The first John Wick was fine. It was fun, simple in its plot and emphasized the action to great effect. It was just about a grieving widower getting vengeance for his dead puppy. That’s all it needed to be and it worked. Even with corny and forced dialogue, each character served their purpose. It was never meant to be a film with deeper meanings other than an experience in high-octane action. Then came John Wick 2. Oy.
Coming off the back of the surprise hit that was the first film, the team behind John Wick needed to find a way to continue riding the success of it all. I commend them for at least trying to do some world-building to expand the idea of making more John Wick films, but man alive it got really stupid in no time at all, quickly scrapping any semblance of John’s initial journey of vengeance and grief in hopes of cashing in on an inevitable dead horse. It quickly gets out of control with Part 2, creating an endless world of assassins that pop up literally everywhere at every moment, feeling like Oprah Winfrey is just handing it out to everyone. “You’re an assassin! You’re an assassin! Everybody is an assassin!” It gets to the point of being comical, with the most painful of them being interactions with the staff at the Continental Hotel (a safe haven for assassins and the like), particularly a scene where John Wick is chatting with the hotel's Sommelier. But get this, he is not serving wine, but weapons instead. The entirety of the scene just has them talking about and describing weapons as if they're wines. "I need something more robust" "Ah yes, robust". It's a painful scene that makes it all the more excruciating due to the fact that it thinks it is being smart and witty.

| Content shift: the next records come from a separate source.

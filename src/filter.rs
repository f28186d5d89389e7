//! Removal of configured markup spans from generated text.

use memchr::memmem;

use crate::types::AdapterConfig;

/// Remove every `<tag>...</tag>` span for each configured tag name.
///
/// A span is removed only when both the opening and the closing tag are
/// present; an unmatched tag is left untouched. Filtering already-filtered
/// text is a no-op, and an empty tag set passes the input through unchanged.
pub fn filter_tags(text: &str, tags: &[String]) -> String {
    let mut out = text.to_string();
    for tag in tags {
        let open = format!("<{tag}>");
        let close = format!("</{tag}>");
        out = strip_spans(&out, &open, &close);
    }
    out
}

/// Apply the configured tag set to a final response text.
pub(crate) fn apply(config: &AdapterConfig, text: String) -> String {
    match &config.filter_response_tags {
        Some(tags) if !tags.is_empty() => filter_tags(&text, tags),
        _ => text,
    }
}

fn strip_spans(text: &str, open: &str, close: &str) -> String {
    let mut out = String::with_capacity(text.len());
    let mut rest = text;
    loop {
        let Some(start) = memmem::find(rest.as_bytes(), open.as_bytes()) else {
            out.push_str(rest);
            return out;
        };
        let after_open = start + open.len();
        let Some(end) = memmem::find(rest[after_open..].as_bytes(), close.as_bytes()) else {
            // Opening tag without a close: leave the remainder untouched.
            out.push_str(rest);
            return out;
        };
        out.push_str(&rest[..start]);
        rest = &rest[after_open + end + close.len()..];
    }
}
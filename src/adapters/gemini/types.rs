use serde::{Deserialize, Serialize};

/// Content generation request body.
#[derive(Debug, Clone, Serialize)]
#[serde(rename_all = "camelCase")]
pub struct GenerateContentRequest {
    pub contents: Vec<Content>,
    #[serde(skip_serializing_if = "Option::is_none")]
    pub system_instruction: Option<SystemInstruction>,
    #[serde(skip_serializing_if = "Option::is_none")]
    pub generation_config: Option<GenerationConfig>,
}

/// One turn in the backend's native conversation representation.
#[derive(Debug, Clone, Serialize, Deserialize)]
pub struct Content {
    pub role: String, // "user" or "model"
    pub parts: Vec<Part>,
}

#[derive(Debug, Clone, Serialize, Deserialize)]
pub struct Part {
    pub text: String,
}

/// System messages travel outside the turn sequence.
#[derive(Debug, Clone, Serialize)]
pub struct SystemInstruction {
    pub parts: Vec<Part>,
}

#[derive(Debug, Clone, Serialize)]
#[serde(rename_all = "camelCase")]
pub struct GenerationConfig {
    pub temperature: f32,
    pub max_output_tokens: u32,
}

/// Response body; each streamed frame carries the same shape.
#[derive(Debug, Clone, Deserialize)]
pub struct GenerateContentResponse {
    #[serde(default)]
    pub candidates: Vec<Candidate>,
}

#[derive(Debug, Clone, Deserialize)]
pub struct Candidate {
    #[serde(default)]
    pub content: CandidateContent,
}

#[derive(Debug, Clone, Default, Deserialize)]
pub struct CandidateContent {
    #[serde(default)]
    pub parts: Vec<Part>,
}
// crates/datatrust-connectors/src/sql/executor.rs
// ============================================================================
// Module: SQL Executor Seam
// Description: Driver-facing trait the SQL connector is generic over.
// Purpose: Keep vendor drivers out of the core while pinning their contract.
// Dependencies: async-trait, datatrust-core
// ============================================================================

//! ## Overview
//! A [`SqlExecutor`] adapts one driver (PostgreSQL, MySQL) to the guard
//! layer. The connector hands it fully built statements whose literal values
//! are bound parameters; the executor must never interpolate them. Schema
//! fetches return declared column definitions used for identifier
//! membership checks.

// ============================================================================
// SECTION: Imports
// ============================================================================

use async_trait::async_trait;
use datatrust_core::ConnectorError;
use datatrust_core::Record;
use datatrust_core::Schema;
use serde_json::Value;

// ============================================================================
// SECTION: Statements
// ============================================================================

/// A statement with positional bound parameters.
///
/// # Invariants
/// - `sql` references parameters only through dialect placeholders.
#[derive(Debug, Clone, PartialEq)]
pub struct SqlStatement {
    /// Statement text with placeholders.
    pub sql: String,
    /// Positional parameter values.
    pub params: Vec<Value>,
}

// ============================================================================
// SECTION: Executor Trait
// ============================================================================

/// Driver seam for SQL-backed connectors.
#[async_trait]
pub trait SqlExecutor: Send + Sync {
    /// Opens the underlying connection or pool.
    ///
    /// # Errors
    /// Returns [`ConnectorError`] when the database is unreachable or
    /// rejects the configured credentials.
    async fn connect(&self) -> Result<(), ConnectorError>;

    /// Closes the underlying connection or pool.
    ///
    /// # Errors
    /// Returns [`ConnectorError`] when teardown fails.
    async fn disconnect(&self) -> Result<(), ConnectorError>;

    /// Probes connectivity.
    ///
    /// # Errors
    /// Returns [`ConnectorError`] when the probe fails.
    async fn ping(&self) -> Result<(), ConnectorError>;

    /// Fetches declared column definitions for a table.
    ///
    /// # Errors
    /// Returns [`ConnectorError`] when the table metadata cannot be read.
    async fn fetch_schema(
        &self,
        table: &str,
        schema: Option<&str>,
    ) -> Result<Schema, ConnectorError>;

    /// Runs a row-returning statement.
    ///
    /// # Errors
    /// Returns [`ConnectorError`] when the statement fails.
    async fn query(&self, statement: &SqlStatement) -> Result<Vec<Record>, ConnectorError>;

    /// Runs a row-count-returning statement.
    ///
    /// # Errors
    /// Returns [`ConnectorError`] when the statement fails.
    async fn execute(&self, statement: &SqlStatement) -> Result<u64, ConnectorError>;
}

The cool simplicity that existed in the first film is all gone, letting the straightforwardness of the plot drive the film's slick action to its conclusion. Remember that kid who all of a sudden showed up out of nowhere in primary school to become super cool for like a week? Well, I do at least. Spikey hair, baggy shorts, a chain attached to his Velcro Volcom wallet, Oakley sunglasses and listening to his new Evanescence, Linkin Park and Limp Bizkit CDs on repeat thanks his brother’s Walkman. Now picture that kid still riding the wave of that cool phase well into his late 30s. That is what John Wick 2 and 3 feels like. Somehow still getting a pass for that one time he did half a kick-flip in his Osiris shoes.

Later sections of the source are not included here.